What You Get For Free#
Because you're extending the framework's base classes, you don't write any of the following:
-
Mount logic — The element's
mountmethod already creates the initial child element fromwidget.child. -
Update logic — The element's
updatemethod already reconciles the child against the new widget. updateChildcalls — Already invoked at the right moments.-
insertRenderObjectChild/removeRenderObjectChild— Already wired to set the render object'schildproperty. -
visitChildren/forgetChild— Already implemented correctly. -
Render-tree child adoption and dropping — Handled by
RenderObjectWithChildMixin. - Render-tree attach/detach propagation — Also handled by the mixin.
- GlobalKey reparenting — Handled by the framework's element implementation.
What you provide is:
-
A widget that extends
SingleChildRenderObjectWidgetand forwardschildviasuper.child. -
A render object that uses
RenderObjectWithChildMixin<...>and accesses its child via the inheritedchildgetter. -
createRenderObjectandupdateRenderObjectoverrides to handle non-child widget properties.
That's all the child management you need to write — none of it, in fact, since the framework provides everything.
Common Pitfalls#
Even though most of this is handled for you, there are a few small mistakes that come up:
Redeclaring child on your widget. SingleChildRenderObjectWidget
already declares a final Widget? child field. If you declare it again on your subclass, you'll shadow the base-class field and break the framework's reconciliation, since the element reads
widget.child through the base-class field. Always forward via super.child in your constructor.
Forgetting to forward non-child properties in updateRenderObject. Child management is handled separately, but anything else on your widget (padding, color, alignment, callbacks) needs to be pushed to the render object in
updateRenderObject on every rebuild. Forgetting this produces the classic "the widget rebuilt with new values but the screen didn't update" bug.
Reading the render object's child before it's attached. During the render object's constructor or early initialization,
child is null. Layout, paint, and hit-testing methods can safely read child, but constructor logic can't. If you need to do something with the child as soon as it appears, do it in your layout or paint code, not in the constructor.

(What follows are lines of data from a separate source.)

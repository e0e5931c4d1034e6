use anyhow::{bail, Result};
use clap::{Parser, Subcommand};
use colored::*;
use std::process::Command;
use std::time::Instant;

#[derive(Parser)]
#[command(name = "x")]
#[command(about = "Development automation for ember-core")]
struct Cli {
    #[command(subcommand)]
    command: Commands,
}

#[derive(Subcommand)]
enum Commands {
    /// Run all CI checks (fmt, clippy, build, test)
    Ci,
    /// Quick checks before commit (fmt, clippy)
    Check,
    /// Format code
    Fmt {
        #[arg(long)]
        check: bool,
    },
    /// Run clippy
    Clippy {
        #[arg(long)]
        fix: bool,
    },
    /// Build the workspace
    Build {
        #[arg(long)]
        release: bool,
    },
    /// Run tests
    Test {
        /// Run only one module's tests (e.g. cpu, gpu, spu, cdrom)
        #[arg(long)]
        module: Option<String>,
    },
    /// Run benchmarks
    Bench,
}

fn main() -> Result<()> {
    let cli = Cli::parse();

    match cli.command {
        Commands::Ci => {
            run_step("fmt", &["fmt", "--all", "--", "--check"])?;
            run_step(
                "clippy",
                &["clippy", "--workspace", "--", "-D", "warnings"],
            )?;
            run_step("build", &["build", "--workspace"])?;
            run_step("test", &["test", "--workspace"])?;
            println!("{}", "all CI checks passed".green().bold());
        }
        Commands::Check => {
            run_step("fmt", &["fmt", "--all", "--", "--check"])?;
            run_step(
                "clippy",
                &["clippy", "--workspace", "--", "-D", "warnings"],
            )?;
        }
        Commands::Fmt { check } => {
            if check {
                run_step("fmt", &["fmt", "--all", "--", "--check"])?;
            } else {
                run_step("fmt", &["fmt", "--all"])?;
            }
        }
        Commands::Clippy { fix } => {
            if fix {
                run_step("clippy", &["clippy", "--workspace", "--fix", "--allow-dirty"])?;
            } else {
                run_step(
                    "clippy",
                    &["clippy", "--workspace", "--", "-D", "warnings"],
                )?;
            }
        }
        Commands::Build { release } => {
            if release {
                run_step("build", &["build", "--workspace", "--release"])?;
            } else {
                run_step("build", &["build", "--workspace"])?;
            }
        }
        Commands::Test { module } => match module {
            Some(module) => {
                let filter = format!("core::{}", module);
                run_step("test", &["test", &filter])?;
            }
            None => run_step("test", &["test", "--workspace"])?,
        },
        Commands::Bench => run_step("bench", &["bench"])?,
    }

    Ok(())
}

fn run_step(name: &str, args: &[&str]) -> Result<()> {
    println!("{} cargo {}", "running".cyan().bold(), args.join(" "));
    let started = Instant::now();

    let status = Command::new("cargo").args(args).status()?;

    if !status.success() {
        bail!("{} failed", name);
    }

    println!(
        "{} {} ({:.1}s)",
        "ok".green().bold(),
        name,
        started.elapsed().as_secs_f32()
    );
    Ok(())
}
use serde::Serialize;

use crate::config::LlmProvider;

const STYLE_RULES: &str = r#"The blog post should include:
1. An engaging title
2. Well-structured content with proper HTML styling:
   - Use heading tags (<h2>, <h3>) for section titles
   - Use paragraph tags (<p>) for text blocks
   - Use <strong> and <em> for emphasis
   - Create styled lists with <ul> and <ol> with proper <li> items
   - Include styled blockquotes using <blockquote> for important quotes
   - Add proper spacing between sections
   - Use <div class="info-box"> for important information
   - Use <div class="highlight-box"> for highlighting key points
   - Include <figure> with <img> and <figcaption> for images
   - Use <code> tags for code examples where relevant
3. A compelling meta description
4. Relevant keywords naturally incorporated throughout the text
5. Include 3-5 potential internal linking opportunities by emphasizing key topic phrases
   - Identify important topical phrases that could link to other blog posts
   - Don't create actual links, just identify good candidates for linking
   - The system will automatically create links post-generation"#;

const POST_SHAPE: &str = r#"{
    "title": "The blog post title",
    "content": "The full HTML content of the blog post with proper styling",
    "excerpt": "A brief summary of the blog post (150-160 characters)",
    "meta_title": "SEO-optimized title (50-60 characters)",
    "meta_description": "SEO-optimized description (150-160 characters)",
    "focus_keywords": "Primary keywords for the post, comma separated",
    "categories": ["Category1", "Category2"],
    "tags": ["Tag1", "Tag2", "Tag3"]
}"#;

const IDEAS_SYSTEM: &str = r#"You are an expert content strategist specializing in creating cohesive series of blog posts.
Your task is to create a list of related blog post ideas on a given topic.

Each blog post idea should:
1. Have a compelling, SEO-friendly title
2. Include a brief description (2-3 sentences) of what the post will cover
3. Be closely related to the main topic while covering different aspects
4. Together form a comprehensive series that builds reader knowledge

IMPORTANT: Your response must be ONLY a valid JSON array of objects with the following structure:
[
    {
        "title": "Compelling Blog Post Title",
        "description": "Brief description of what this post will cover and why it's valuable."
    }
]

DO NOT include any explanations, thinking process, or markdown outside the JSON.
Just return the raw JSON array."#;

#[derive(Debug, Clone, PartialEq, Eq, Serialize)]
pub struct SearchResult {
    pub title: String,
    pub url: String,
    pub snippet: String,
}

/// Inputs for one post generation.
#[derive(Debug, Clone, Default)]
pub struct PostContext {
    pub topic: String,
    pub prompt: String,
    pub keywords: String,
    pub search_results: Vec<SearchResult>,
}

pub fn post_system_message(provider: LlmProvider) -> String {
    match provider {
        LlmProvider::Groq => format!(
            "You are an expert SEO content writer tasked with creating a high-quality blog post optimized for search engines.\n\n\
             VERY IMPORTANT: Your response MUST be a valid JSON object WITHOUT any <think> tags, markdown code blocks, or explanations.\n\n\
             {STYLE_RULES}\n\n\
             Respond ONLY with the following JSON format and nothing else:\n{POST_SHAPE}"
        ),
        LlmProvider::OpenAi => format!(
            "You are an expert SEO content writer. Your task is to create a high-quality blog post that is optimized for search engines.\n\
             {STYLE_RULES}\n\n\
             IMPORTANT: Your response must be ONLY a valid JSON object with the following fields:\n{POST_SHAPE}\n\n\
             DO NOT include any explanations, thinking process, or markdown code blocks before or after the JSON.\n\
             Just return the raw JSON object."
        ),
    }
}

pub fn post_user_message(context: &PostContext) -> String {
    let mut message = format!("Please write a blog post about: {}\n\n", context.topic);

    if !context.prompt.is_empty() {
        message.push_str(&format!("Additional instructions: {}\n\n", context.prompt));
    }
    if !context.keywords.is_empty() {
        message.push_str(&format!(
            "Please incorporate these keywords: {}\n\n",
            context.keywords
        ));
    }
    if !context.search_results.is_empty() {
        message.push_str("Here are some search results you can use as references:\n\n");
        for result in &context.search_results {
            message.push_str(&format!(
                "Title: {}\nURL: {}\nSnippet: {}\n\n",
                result.title, result.url, result.snippet
            ));
        }
    }

    message
}

pub fn ideas_system_message() -> &'static str {
    IDEAS_SYSTEM
}

pub fn ideas_user_message(topic: &str, description: &str, num_posts: i64) -> String {
    let mut message = format!(
        "Please create {} blog post ideas for a series about: {}\n\n",
        num_posts, topic
    );
    if !description.is_empty() {
        message.push_str(&format!("Series description: {}\n\n", description));
    }
    message.push_str(&format!(
        "These posts should form a cohesive series that thoroughly covers different aspects of {}.",
        topic
    ));
    message
}

/// Child request prompt for one idea of a batch series.
pub fn batch_child_prompt(batch_prompt: &str, batch_topic: &str, idea_description: &str) -> String {
    format!(
        "{}\n\nThis post is part of a series about {}.\n\nPost description: {}",
        batch_prompt, batch_topic, idea_description
    )
}

/// Placeholder search; no search backend is wired in.
pub fn search_web(query: &str) -> Vec<SearchResult> {
    vec![
        SearchResult {
            title: format!("Search result for: {}", query),
            url: "https://example.com/result1".to_string(),
            snippet: format!("This is a snippet of information about {}.", query),
        },
        SearchResult {
            title: format!("Another result for: {}", query),
            url: "https://example.com/result2".to_string(),
            snippet: format!("More information about {} and related topics.", query),
        },
    ]
}
async fn list_batches(
    State(state): State<AppState>,
    headers: HeaderMap,
) -> Result<impl IntoResponse, ApiError> {
    let user = extract_current_user(&state, &headers).await?;
    let batches = sqlx::query_as::<_, BatchRequest>(
        "SELECT * FROM ai_blog_batch_requests WHERE user_id = ? ORDER BY created_at DESC, id DESC",
    )
    .bind(user.id)
    .fetch_all(&state.pool)
    .await
    .map_err(internal_error)?;

    let mut responses = Vec::with_capacity(batches.len());
    for batch in batches {
        responses.push(batch_response(&state.pool, batch).await?);
    }
    Ok(Json(responses))
}

async fn create_batch(
    State(state): State<AppState>,
    headers: HeaderMap,
    Json(input): Json<BatchRequestInput>,
) -> Result<impl IntoResponse, ApiError> {
    let user = extract_current_user(&state, &headers).await?;
    validate_batch_input(&input, true)?;

    let now = Utc::now();
    let id = sqlx::query(
        r#"
        INSERT INTO ai_blog_batch_requests (
            user_id, topic, description, prompt, keywords, num_posts, allow_web_search, status, created_at, updated_at
        ) VALUES (?, ?, ?, ?, ?, ?, ?, ?, ?, ?)
        "#,
    )
    .bind(user.id)
    .bind(input.topic.as_deref().unwrap_or_default())
    .bind(input.description.as_deref().unwrap_or_default())
    .bind(input.prompt.as_deref().unwrap_or_default())
    .bind(input.keywords.as_deref().unwrap_or_default())
    .bind(input.num_posts.unwrap_or(DEFAULT_BATCH_SIZE))
    .bind(input.allow_web_search.unwrap_or(false))
    .bind(GenerationStatus::Pending)
    .bind(now)
    .bind(now)
    .execute(&state.pool)
    .await
    .map_err(internal_error)?
    .last_insert_rowid();

    tracing::info!("Batch request {} created by {}", id, user.username);
    state.spawn_batch(id);

    let batch = owned_batch(&state.pool, &user, id).await?;
    Ok((StatusCode::CREATED, Json(batch_response(&state.pool, batch).await?)))
}

async fn get_batch(
    State(state): State<AppState>,
    headers: HeaderMap,
    Path(id): Path<i64>,
) -> Result<impl IntoResponse, ApiError> {
    let user = extract_current_user(&state, &headers).await?;
    let batch = owned_batch(&state.pool, &user, id).await?;
    let ideas = parse_generated_ideas(batch.generated_ideas.as_deref());
    let children = sqlx::query_as::<_, BlogRequestSummary>(
        "SELECT id, topic, status, created_at, updated_at FROM ai_blog_requests WHERE parent_batch_id = ? ORDER BY created_at DESC, id DESC",
    )
    .bind(batch.id)
    .fetch_all(&state.pool)
    .await
    .map_err(internal_error)?;

    let mut response = BatchRequestResponse::new(batch, children.len() as i64);
    response.child_requests = Some(children);
    response.generated_ideas = Some(ideas);
    Ok(Json(response))
}

async fn replace_batch(
    state: State<AppState>,
    headers: HeaderMap,
    id: Path<i64>,
    Json(input): Json<BatchRequestInput>,
) -> Result<impl IntoResponse, ApiError> {
    update_batch(state, headers, id, input, true).await
}

async fn patch_batch(
    state: State<AppState>,
    headers: HeaderMap,
    id: Path<i64>,
    Json(input): Json<BatchRequestInput>,
) -> Result<impl IntoResponse, ApiError> {
    update_batch(state, headers, id, input, false).await
}

async fn update_batch(
    State(state): State<AppState>,
    headers: HeaderMap,
    Path(id): Path<i64>,
    input: BatchRequestInput,
    full: bool,
) -> Result<Json<BatchRequestResponse>, ApiError> {
    let user = extract_current_user(&state, &headers).await?;
    owned_batch(&state.pool, &user, id).await?;
    validate_batch_input(&input, full)?;

    let mut query = QueryBuilder::<Sqlite>::new("UPDATE ai_blog_batch_requests SET ");
    let mut fields = query.separated(", ");
    for (column, value) in [
        ("topic", &input.topic),
        ("description", &input.description),
        ("prompt", &input.prompt),
        ("keywords", &input.keywords),
    ] {
        if let Some(value) = value {
            fields.push(format!("{} = ", column));
            fields.push_bind_unseparated(value);
        }
    }
    if let Some(num_posts) = input.num_posts {
        fields.push("num_posts = ");
        fields.push_bind_unseparated(num_posts);
    }
    if let Some(allow) = input.allow_web_search {
        fields.push("allow_web_search = ");
        fields.push_bind_unseparated(allow);
    }
    fields.push("updated_at = ");
    fields.push_bind_unseparated(Utc::now());
    query.push(" WHERE id = ").push_bind(id);
    query.build().execute(&state.pool).await.map_err(internal_error)?;

    let batch = owned_batch(&state.pool, &user, id).await?;
    Ok(Json(batch_response(&state.pool, batch).await?))
}

async fn delete_batch(
    State(state): State<AppState>,
    headers: HeaderMap,
    Path(id): Path<i64>,
) -> Result<impl IntoResponse, ApiError> {
    let user = extract_current_user(&state, &headers).await?;
    owned_batch(&state.pool, &user, id).await?;
    sqlx::query("DELETE FROM ai_blog_batch_requests WHERE id = ?")
        .bind(id)
        .execute(&state.pool)
        .await
        .map_err(internal_error)?;
    tracing::info!("Batch request {} deleted by {}", id, user.username);
    Ok(StatusCode::NO_CONTENT)
}
pub mod extract;
pub mod generator;
pub mod jobs;
pub mod llm;
pub mod prompts;

pub use generator::BlogGenerator;
pub use jobs::JobRunner;
pub use llm::{LlmClient, LlmError};
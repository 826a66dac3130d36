use std::future::Future;
use std::sync::Arc;

use tokio::sync::Semaphore;

/// Detached background work with a bound on how many jobs run at once.
#[derive(Debug, Clone)]
pub struct JobRunner {
    permits: Arc<Semaphore>,
    enabled: bool,
}

impl JobRunner {
    pub fn new(max_concurrent: usize, enabled: bool) -> Self {
        Self {
            permits: Arc::new(Semaphore::new(max_concurrent.max(1))),
            enabled,
        }
    }

    pub fn is_enabled(&self) -> bool {
        self.enabled
    }

    /// Fire-and-forget. Errors are logged, never returned. `false` when jobs are disabled.
    pub fn spawn<F>(&self, label: &'static str, id: i64, job: F) -> bool
    where
        F: Future<Output = anyhow::Result<()>> + Send + 'static,
    {
        if !self.enabled {
            tracing::info!(id, "Background jobs disabled; not starting {}", label);
            return false;
        }

        let permits = Arc::clone(&self.permits);
        tokio::spawn(async move {
            let Ok(_permit) = permits.acquire_owned().await else {
                tracing::error!(id, "Job queue closed before {} could start", label);
                return;
            };
            if let Err(error) = job.await {
                tracing::error!("{} failed for id={}: {:#}", label, id, error);
            }
        });
        true
    }
}

#[cfg(test)]
mod tests {
    use super::*;
    use std::sync::atomic::{AtomicUsize, Ordering};
    use std::time::Duration;

    #[tokio::test]
    async fn disabled_runner_does_not_spawn() {
        let runner = JobRunner::new(2, false);
        assert!(!runner.spawn("noop", 1, async { Ok(()) }));
    }

    #[tokio::test]
    async fn concurrency_is_bounded() {
        let runner = JobRunner::new(1, true);
        let running = Arc::new(AtomicUsize::new(0));
        let peak = Arc::new(AtomicUsize::new(0));
        let (done_tx, mut done_rx) = tokio::sync::mpsc::channel(4);

        for id in 0..3 {
            let running = Arc::clone(&running);
            let peak = Arc::clone(&peak);
            let done_tx = done_tx.clone();
            runner.spawn("counting", id, async move {
                let now = running.fetch_add(1, Ordering::SeqCst) + 1;
                peak.fetch_max(now, Ordering::SeqCst);
                tokio::time::sleep(Duration::from_millis(10)).await;
                running.fetch_sub(1, Ordering::SeqCst);
                let _ = done_tx.send(id).await;
                Ok(())
            });
        }

        for _ in 0..3 {
            done_rx.recv().await.unwrap();
        }
        assert_eq!(peak.load(Ordering::SeqCst), 1);
    }

    #[tokio::test]
    async fn failing_job_does_not_poison_runner() {
        let runner = JobRunner::new(1, true);
        runner.spawn("failing", 1, async { Err(anyhow::anyhow!("boom")) });

        let (tx, rx) = tokio::sync::oneshot::channel();
        runner.spawn("after", 2, async move {
            let _ = tx.send(());
            Ok(())
        });
        rx.await.unwrap();
    }
}
pub mod ai_blog;
pub mod blog;
pub mod research;
pub mod settings;
pub mod user;

pub use ai_blog::*;
pub use blog::*;
pub use research::*;
pub use settings::*;
pub use user::*;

Choosing the wrong child type parameter for the mixin. RenderObjectWithChildMixin<RenderBox>
restricts the child to RenderBox. If you want to allow slivers or some other render-object type, parameterize accordingly. The type is enforced at the moment the child is adopted, so a mismatch produces an immediate error rather than a confusing later failure.
Trying to manage the child yourself. It's tempting, especially if you've written custom elements before, to override
mount, update, or the insert/remove callbacks. For a single-child widget you almost never should — the defaults are correct and well-tested. If you find yourself wanting to override these, ask whether the behavior really needs custom child management, or whether it can be expressed through widget properties forwarded to the render object via
updateRenderObject.
That's the complete single-child setup. A widget that extends SingleChildRenderObjectWidget, a render object that mixes in
RenderObjectWithChildMixin, and a handful of property overrides. The framework handles everything related to child management itself.